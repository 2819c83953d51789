//! Mesh construction utilities.
//!
//! Builds half-edge meshes from face-vertex lists. Half-edges are allocated
//! in twin pairs as edges are discovered, so every edge owns two consecutive
//! half-edge slots and boundary edges get a face-less twin.

use std::collections::HashMap;

use nalgebra::DVector;

use super::halfedge::{Face, HalfEdge, HalfEdgeMesh};
use super::index::{FaceId, HalfEdgeId, MeshIndex, VertexId};
use crate::error::{MeshError, Result};

/// Build a half-edge mesh from vertex positions and counter-clockwise
/// triangles.
///
/// The domain dimension is taken from the first vertex; every vertex must
/// have the same number of coordinates.
///
/// # Example
/// ```
/// use vgmesh::mesh::{build_from_triangles, HalfEdgeMesh};
///
/// let vertices = [[0.0, 0.0], [1.0, 0.0], [0.5, 1.0]];
/// let faces = [[0, 1, 2]];
///
/// let mesh: HalfEdgeMesh = build_from_triangles(&vertices, &faces).unwrap();
/// assert_eq!(mesh.num_vertices(), 3);
/// assert_eq!(mesh.num_faces(), 1);
/// assert_eq!(mesh.dims(), 2);
/// ```
pub fn build_from_triangles<I: MeshIndex, P: AsRef<[f64]>>(
    vertices: &[P],
    faces: &[[usize; 3]],
) -> Result<HalfEdgeMesh<I>> {
    if faces.is_empty() {
        return Err(MeshError::EmptyMesh);
    }

    for (fi, face) in faces.iter().enumerate() {
        for &vi in face {
            if vi >= vertices.len() {
                return Err(MeshError::InvalidVertexIndex { face: fi, vertex: vi });
            }
        }
        if face[0] == face[1] || face[1] == face[2] || face[0] == face[2] {
            return Err(MeshError::DegenerateFace { face: fi });
        }
    }

    let dims = vertices[0].as_ref().len();
    if dims == 0 {
        return Err(MeshError::invalid_param("dims", 0, "positions need at least one coordinate"));
    }

    let mut mesh = HalfEdgeMesh::with_capacity(dims, vertices.len(), faces.len());

    for p in vertices {
        let p = p.as_ref();
        if p.len() != dims {
            return Err(MeshError::DimensionMismatch {
                what: "vertex position",
                expected: dims,
                actual: p.len(),
            });
        }
        mesh.add_vertex(DVector::from_column_slice(p));
    }

    // Directed edge (v0, v1) -> half-edge, filled for both directions as soon
    // as an edge is first seen
    let mut edge_map: HashMap<(usize, usize), HalfEdgeId<I>> = HashMap::new();

    for face in faces {
        let face_id = FaceId::<I>::new(mesh.num_faces());
        let mut hes = [HalfEdgeId::<I>::invalid(); 3];

        for i in 0..3 {
            let (v0, v1) = (face[i], face[(i + 1) % 3]);
            let he = match edge_map.get(&(v0, v1)) {
                Some(&he) => he,
                None => {
                    let (he, twin) = add_edge(&mut mesh, VertexId::new(v0), VertexId::new(v1));
                    edge_map.insert((v0, v1), he);
                    edge_map.insert((v1, v0), twin);
                    he
                }
            };
            if !mesh.is_boundary_halfedge(he) {
                return Err(MeshError::NonManifoldEdge { v0, v1 });
            }
            hes[i] = he;
        }

        mesh.faces.push(Face::new(hes[0]));
        for i in 0..3 {
            let he = mesh.halfedge_mut(hes[i]);
            he.next = hes[(i + 1) % 3];
            he.prev = hes[(i + 2) % 3];
            he.face = face_id;
            let origin = he.origin;
            mesh.vertex_mut(origin).halfedge = hes[i];
        }
    }

    link_boundary_loops(&mut mesh)?;

    Ok(mesh)
}

/// Allocate the two half-edges of a new edge.
fn add_edge<I: MeshIndex>(
    mesh: &mut HalfEdgeMesh<I>,
    v0: VertexId<I>,
    v1: VertexId<I>,
) -> (HalfEdgeId<I>, HalfEdgeId<I>) {
    let he = HalfEdgeId::<I>::new(mesh.num_halfedges());
    let twin = HalfEdgeId::<I>::new(mesh.num_halfedges() + 1);

    mesh.halfedges.push(HalfEdge {
        origin: v0,
        twin,
        ..HalfEdge::new()
    });
    mesh.halfedges.push(HalfEdge {
        origin: v1,
        twin: he,
        ..HalfEdge::new()
    });

    (he, twin)
}

/// Link face-less half-edges into boundary loops and anchor boundary
/// vertices on their outgoing boundary half-edge.
fn link_boundary_loops<I: MeshIndex>(mesh: &mut HalfEdgeMesh<I>) -> Result<()> {
    let boundary_hes: Vec<HalfEdgeId<I>> = mesh
        .halfedge_ids()
        .filter(|&he| mesh.is_boundary_halfedge(he))
        .collect();

    let mut outgoing: HashMap<usize, HalfEdgeId<I>> = HashMap::new();
    for &he in &boundary_hes {
        let origin = mesh.origin(he).index();
        if outgoing.insert(origin, he).is_some() {
            return Err(MeshError::NonManifoldVertex { vertex: origin });
        }
    }

    for &he in &boundary_hes {
        let dest = mesh.dest(he).index();
        // Every boundary vertex has exactly one outgoing boundary half-edge
        let next_he = outgoing[&dest];
        mesh.halfedge_mut(he).next = next_he;
        mesh.halfedge_mut(next_he).prev = he;

        let origin = mesh.origin(he);
        mesh.vertex_mut(origin).halfedge = he;
    }

    Ok(())
}

/// Convert a half-edge mesh back to a face-vertex representation.
pub fn to_face_vertex<I: MeshIndex>(mesh: &HalfEdgeMesh<I>) -> (Vec<Vec<f64>>, Vec<[usize; 3]>) {
    let vertices = mesh
        .vertex_ids()
        .map(|v| mesh.position(v).iter().copied().collect())
        .collect();

    let faces = mesh
        .face_ids()
        .map(|f| {
            let [v0, v1, v2] = mesh.face_triangle(f);
            [v0.index(), v1.index(), v2.index()]
        })
        .collect();

    (vertices, faces)
}

#[cfg(test)]
mod tests {
    use super::*;

    fn two_triangles() -> (Vec<[f64; 2]>, Vec<[usize; 3]>) {
        let vertices = vec![[0.0, 0.0], [1.0, 0.0], [0.5, 1.0], [0.5, -1.0]];
        let faces = vec![[0, 1, 2], [1, 0, 3]];
        (vertices, faces)
    }

    #[test]
    fn test_single_triangle() {
        let vertices = [[0.0, 0.0], [1.0, 0.0], [0.5, 1.0]];
        let mesh: HalfEdgeMesh = build_from_triangles(&vertices, &[[0, 1, 2]]).unwrap();

        assert_eq!(mesh.num_vertices(), 3);
        assert_eq!(mesh.num_faces(), 1);
        // 3 interior half-edges + 3 boundary half-edges
        assert_eq!(mesh.num_halfedges(), 6);
        assert_eq!(mesh.num_edges(), 3);
        assert!(mesh.is_valid());

        for v in mesh.vertex_ids() {
            assert!(mesh.is_boundary_vertex(v));
        }
    }

    #[test]
    fn test_two_triangles() {
        let (vertices, faces) = two_triangles();
        let mesh: HalfEdgeMesh = build_from_triangles(&vertices, &faces).unwrap();

        assert_eq!(mesh.num_vertices(), 4);
        assert_eq!(mesh.num_faces(), 2);
        // 6 interior half-edges + 4 boundary half-edges
        assert_eq!(mesh.num_halfedges(), 10);
        assert!(mesh.is_valid());
    }

    #[test]
    fn test_closed_tetrahedron() {
        let vertices = [
            [0.0, 0.0, 0.0],
            [1.0, 0.0, 0.0],
            [0.5, 1.0, 0.0],
            [0.5, 0.5, 1.0],
        ];
        let faces = [[0, 2, 1], [0, 1, 3], [1, 2, 3], [2, 0, 3]];
        let mesh: HalfEdgeMesh<u16> = build_from_triangles(&vertices, &faces).unwrap();

        assert_eq!(mesh.dims(), 3);
        assert_eq!(mesh.num_halfedges(), 12);
        assert!(mesh.is_valid());
        assert!(mesh.vertex_ids().all(|v| !mesh.is_boundary_vertex(v)));
    }

    #[test]
    fn test_roundtrip() {
        let (vertices, faces) = two_triangles();
        let mesh: HalfEdgeMesh = build_from_triangles(&vertices, &faces).unwrap();

        let (out_verts, out_faces) = to_face_vertex(&mesh);
        assert_eq!(out_faces, faces);
        for (v_in, v_out) in vertices.iter().zip(out_verts.iter()) {
            assert_eq!(&v_in[..], &v_out[..]);
        }
    }

    #[test]
    fn test_invalid_vertex_index() {
        let vertices = [[0.0, 0.0]];
        let result: Result<HalfEdgeMesh> = build_from_triangles(&vertices, &[[0, 1, 2]]);
        assert_eq!(
            result.unwrap_err(),
            MeshError::InvalidVertexIndex { face: 0, vertex: 1 }
        );
    }

    #[test]
    fn test_degenerate_face() {
        let vertices = [[0.0, 0.0], [1.0, 0.0], [0.5, 1.0]];
        let result: Result<HalfEdgeMesh> = build_from_triangles(&vertices, &[[0, 0, 2]]);
        assert_eq!(result.unwrap_err(), MeshError::DegenerateFace { face: 0 });
    }

    #[test]
    fn test_non_manifold_edge() {
        // Second face repeats the directed edge 0 -> 1
        let vertices = [[0.0, 0.0], [1.0, 0.0], [0.5, 1.0], [0.5, -1.0]];
        let result: Result<HalfEdgeMesh> =
            build_from_triangles(&vertices, &[[0, 1, 2], [0, 1, 3]]);
        assert_eq!(result.unwrap_err(), MeshError::NonManifoldEdge { v0: 0, v1: 1 });
    }

    #[test]
    fn test_bow_tie_rejected() {
        let vertices = [[0.0, 0.0], [1.0, 0.0], [1.0, 1.0], [-1.0, 0.0], [-1.0, -1.0]];
        let result: Result<HalfEdgeMesh> =
            build_from_triangles(&vertices, &[[0, 1, 2], [0, 3, 4]]);
        assert_eq!(result.unwrap_err(), MeshError::NonManifoldVertex { vertex: 0 });
    }

    #[test]
    fn test_mixed_dimensions() {
        let vertices: Vec<Vec<f64>> = vec![vec![0.0, 0.0], vec![1.0, 0.0], vec![0.5]];
        let result: Result<HalfEdgeMesh> = build_from_triangles(&vertices, &[[0, 1, 2]]);
        assert!(matches!(
            result.unwrap_err(),
            MeshError::DimensionMismatch { expected: 2, actual: 1, .. }
        ));
    }
}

» What the task requires:
Quote in full each line from the top of the records above through the line with "let p = p.as_ref();"; stop after that line.

» Solution to this exercise:
repository 2819c83953d51789
//! Mesh construction utilities.
//!
//! Builds half-edge meshes from face-vertex lists. Half-edges are allocated
//! in twin pairs as edges are discovered, so every edge owns two consecutive
//! half-edge slots and boundary edges get a face-less twin.

use std::collections::HashMap;

use nalgebra::DVector;

use super::halfedge::{Face, HalfEdge, HalfEdgeMesh};
use super::index::{FaceId, HalfEdgeId, MeshIndex, VertexId};
use crate::error::{MeshError, Result};

/// Build a half-edge mesh from vertex positions and counter-clockwise
/// triangles.
///
/// The domain dimension is taken from the first vertex; every vertex must
/// have the same number of coordinates.
///
/// # Example
/// ```
/// use vgmesh::mesh::{build_from_triangles, HalfEdgeMesh};
///
/// let vertices = [[0.0, 0.0], [1.0, 0.0], [0.5, 1.0]];
/// let faces = [[0, 1, 2]];
///
/// let mesh: HalfEdgeMesh = build_from_triangles(&vertices, &faces).unwrap();
/// assert_eq!(mesh.num_vertices(), 3);
/// assert_eq!(mesh.num_faces(), 1);
/// assert_eq!(mesh.dims(), 2);
/// ```
pub fn build_from_triangles<I: MeshIndex, P: AsRef<[f64]>>(
    vertices: &[P],
    faces: &[[usize; 3]],
) -> Result<HalfEdgeMesh<I>> {
    if faces.is_empty() {
        return Err(MeshError::EmptyMesh);
    }

    for (fi, face) in faces.iter().enumerate() {
        for &vi in face {
            if vi >= vertices.len() {
                return Err(MeshError::InvalidVertexIndex { face: fi, vertex: vi });
            }
        }
        if face[0] == face[1] || face[1] == face[2] || face[0] == face[2] {
            return Err(MeshError::DegenerateFace { face: fi });
        }
    }

    let dims = vertices[0].as_ref().len();
    if dims == 0 {
        return Err(MeshError::invalid_param("dims", 0, "positions need at least one coordinate"));
    }

    let mut mesh = HalfEdgeMesh::with_capacity(dims, vertices.len(), faces.len());

    for p in vertices {
        let p = p.as_ref();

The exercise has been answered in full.